**Your instructions:**
Restate the listing exactly.

-- Opening Marker --

//! Interpolation curves: natural cubic spline and least-squares line

/// Number of samples on every generated curve
pub const CURVE_SAMPLES: usize = 500;

/// `CURVE_SAMPLES` evenly spaced points from `start` to `end` inclusive
pub(crate) fn sample_grid(start: f64, end: f64) -> Vec<f64> {
    let step = (end - start) / (CURVE_SAMPLES - 1) as f64;
    let mut grid: Vec<f64> = (0..CURVE_SAMPLES).map(|i| start + i as f64 * step).collect();
    grid[CURVE_SAMPLES - 1] = end;
    grid
}

/// Natural cubic spline (zero second derivative at both ends)
pub(crate) struct CubicSpline<'a> {
    x: &'a [f64],
    y: &'a [f64],
    second: Vec<f64>,
}

impl<'a> CubicSpline<'a> {
    /// Fit through strictly increasing `x`; callers guarantee `x.len() >= 3`
    pub(crate) fn fit(x: &'a [f64], y: &'a [f64]) -> Self {
        let n = x.len();
        let mut second = vec![0.0; n];
        if n < 3 {
            return Self { x, y, second };
        }

        // Thomas algorithm over the interior knots
        let h: Vec<f64> = x.windows(2).map(|w| w[1] - w[0]).collect();
        let mut diag = vec![0.0; n];
        let mut rhs = vec![0.0; n];
        for i in 1..n - 1 {
            diag[i] = 2.0 * (h[i - 1] + h[i]);
            rhs[i] = 6.0 * ((y[i + 1] - y[i]) / h[i] - (y[i] - y[i - 1]) / h[i - 1]);
        }
        for i in 2..n - 1 {
            let factor = h[i - 1] / diag[i - 1];
            diag[i] -= factor * h[i - 1];
            rhs[i] -= factor * rhs[i - 1];
        }
        for i in (1..n - 1).rev() {
            second[i] = (rhs[i] - h[i] * second[i + 1]) / diag[i];
        }

        Self { x, y, second }
    }

    pub(crate) fn evaluate(&self, t: f64) -> f64 {
        let n = self.x.len();
        // Segment whose left knot is the last one <= t, clamped to the ends
        let i = self
            .x
            .partition_point(|&knot| knot <= t)
            .saturating_sub(1)
            .min(n - 2);
        let h = self.x[i + 1] - self.x[i];
        let a = (self.x[i + 1] - t) / h;
        let b = (t - self.x[i]) / h;
        a * self.y[i]
            + b * self.y[i + 1]
            + ((a * a * a - a) * self.second[i] + (b * b * b - b) * self.second[i + 1]) * h * h
                / 6.0
    }
}

/// Spline sampled on the uniform grid spanning `x`
pub(crate) fn cubic_curve(x: &[f64], y: &[f64]) -> (Vec<f64>, Vec<f64>) {
    let spline = CubicSpline::fit(x, y);
    let grid = sample_grid(x[0], x[x.len() - 1]);
    let values = grid.iter().map(|&t| spline.evaluate(t)).collect();
    (grid, values)
}

/// Ordinary least-squares `(slope, intercept)`
pub(crate) fn least_squares(x: &[f64], y: &[f64]) -> (f64, f64) {
    let n = x.len() as f64;
    let mean_x = x.iter().sum::<f64>() / n;
    let mean_y = y.iter().sum::<f64>() / n;
    let (covariance, variance) = x
        .iter()
        .zip(y)
        .fold((0.0, 0.0), |(cov, var), (&xi, &yi)| {
            let dx = xi - mean_x;
            (cov + dx * (yi - mean_y), var + dx * dx)
        });
    let slope = if variance > 0.0 {
        covariance / variance
    } else {
        0.0
    };
    (slope, mean_y - slope * mean_x)
}

/// Regression line sampled on the uniform grid spanning `x`
pub(crate) fn linreg_curve(x: &[f64], y: &[f64]) -> (Vec<f64>, Vec<f64>) {
    let (slope, intercept) = least_squares(x, y);
    let grid = sample_grid(x[0], x[x.len() - 1]);
    let values = grid.iter().map(|&t| slope * t + intercept).collect();
    (grid, values)
}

-- Closing Marker --

**Solved exercise:**
//! Interpolation curves: natural cubic spline and least-squares line

/// Number of samples on every generated curve
pub const CURVE_SAMPLES: usize = 500;

/// `CURVE_SAMPLES` evenly spaced points from `start` to `end` inclusive
pub(crate) fn sample_grid(start: f64, end: f64) -> Vec<f64> {
    let step = (end - start) / (CURVE_SAMPLES - 1) as f64;
    let mut grid: Vec<f64> = (0..CURVE_SAMPLES).map(|i| start + i as f64 * step).collect();
    grid[CURVE_SAMPLES - 1] = end;
    grid
}

/// Natural cubic spline (zero second derivative at both ends)
pub(crate) struct CubicSpline<'a> {
    x: &'a [f64],
    y: &'a [f64],
    second: Vec<f64>,
}

impl<'a> CubicSpline<'a> {
    /// Fit through strictly increasing `x`; callers guarantee `x.len() >= 3`
    pub(crate) fn fit(x: &'a [f64], y: &'a [f64]) -> Self {
        let n = x.len();
        let mut second = vec![0.0; n];
        if n < 3 {
            return Self { x, y, second };
        }

        // Thomas algorithm over the interior knots
        let h: Vec<f64> = x.windows(2).map(|w| w[1] - w[0]).collect();
        let mut diag = vec![0.0; n];
        let mut rhs = vec![0.0; n];
        for i in 1..n - 1 {
            diag[i] = 2.0 * (h[i - 1] + h[i]);
            rhs[i] = 6.0 * ((y[i + 1] - y[i]) / h[i] - (y[i] - y[i - 1]) / h[i - 1]);
        }
        for i in 2..n - 1 {
            let factor = h[i - 1] / diag[i - 1];
            diag[i] -= factor * h[i - 1];
            rhs[i] -= factor * rhs[i - 1];
        }
        for i in (1..n - 1).rev() {
            second[i] = (rhs[i] - h[i] * second[i + 1]) / diag[i];
        }

        Self { x, y, second }
    }

    pub(crate) fn evaluate(&self, t: f64) -> f64 {
        let n = self.x.len();
        // Segment whose left knot is the last one <= t, clamped to the ends
        let i = self
            .x
            .partition_point(|&knot| knot <= t)
            .saturating_sub(1)
            .min(n - 2);
        let h = self.x[i + 1] - self.x[i];
        let a = (self.x[i + 1] - t) / h;
        let b = (t - self.x[i]) / h;
        a * self.y[i]
            + b * self.y[i + 1]
            + ((a * a * a - a) * self.second[i] + (b * b * b - b) * self.second[i + 1]) * h * h
                / 6.0
    }
}

/// Spline sampled on the uniform grid spanning `x`
pub(crate) fn cubic_curve(x: &[f64], y: &[f64]) -> (Vec<f64>, Vec<f64>) {
    let spline = CubicSpline::fit(x, y);
    let grid = sample_grid(x[0], x[x.len() - 1]);
    let values = grid.iter().map(|&t| spline.evaluate(t)).collect();
    (grid, values)
}

/// Ordinary least-squares `(slope, intercept)`
pub(crate) fn least_squares(x: &[f64], y: &[f64]) -> (f64, f64) {
    let n = x.len() as f64;
    let mean_x = x.iter().sum::<f64>() / n;
    let mean_y = y.iter().sum::<f64>() / n;
    let (covariance, variance) = x
        .iter()
        .zip(y)
        .fold((0.0, 0.0), |(cov, var), (&xi, &yi)| {
            let dx = xi - mean_x;
            (cov + dx * (yi - mean_y), var + dx * dx)
        });
    let slope = if variance > 0.0 {
        covariance / variance
    } else {
        0.0
    };
    (slope, mean_y - slope * mean_x)
}

/// Regression line sampled on the uniform grid spanning `x`
pub(crate) fn linreg_curve(x: &[f64], y: &[f64]) -> (Vec<f64>, Vec<f64>) {
    let (slope, intercept) = least_squares(x, y);
    let grid = sample_grid(x[0], x[x.len() - 1]);
    let values = grid.iter().map(|&t| slope * t + intercept).collect();
    (grid, values)
}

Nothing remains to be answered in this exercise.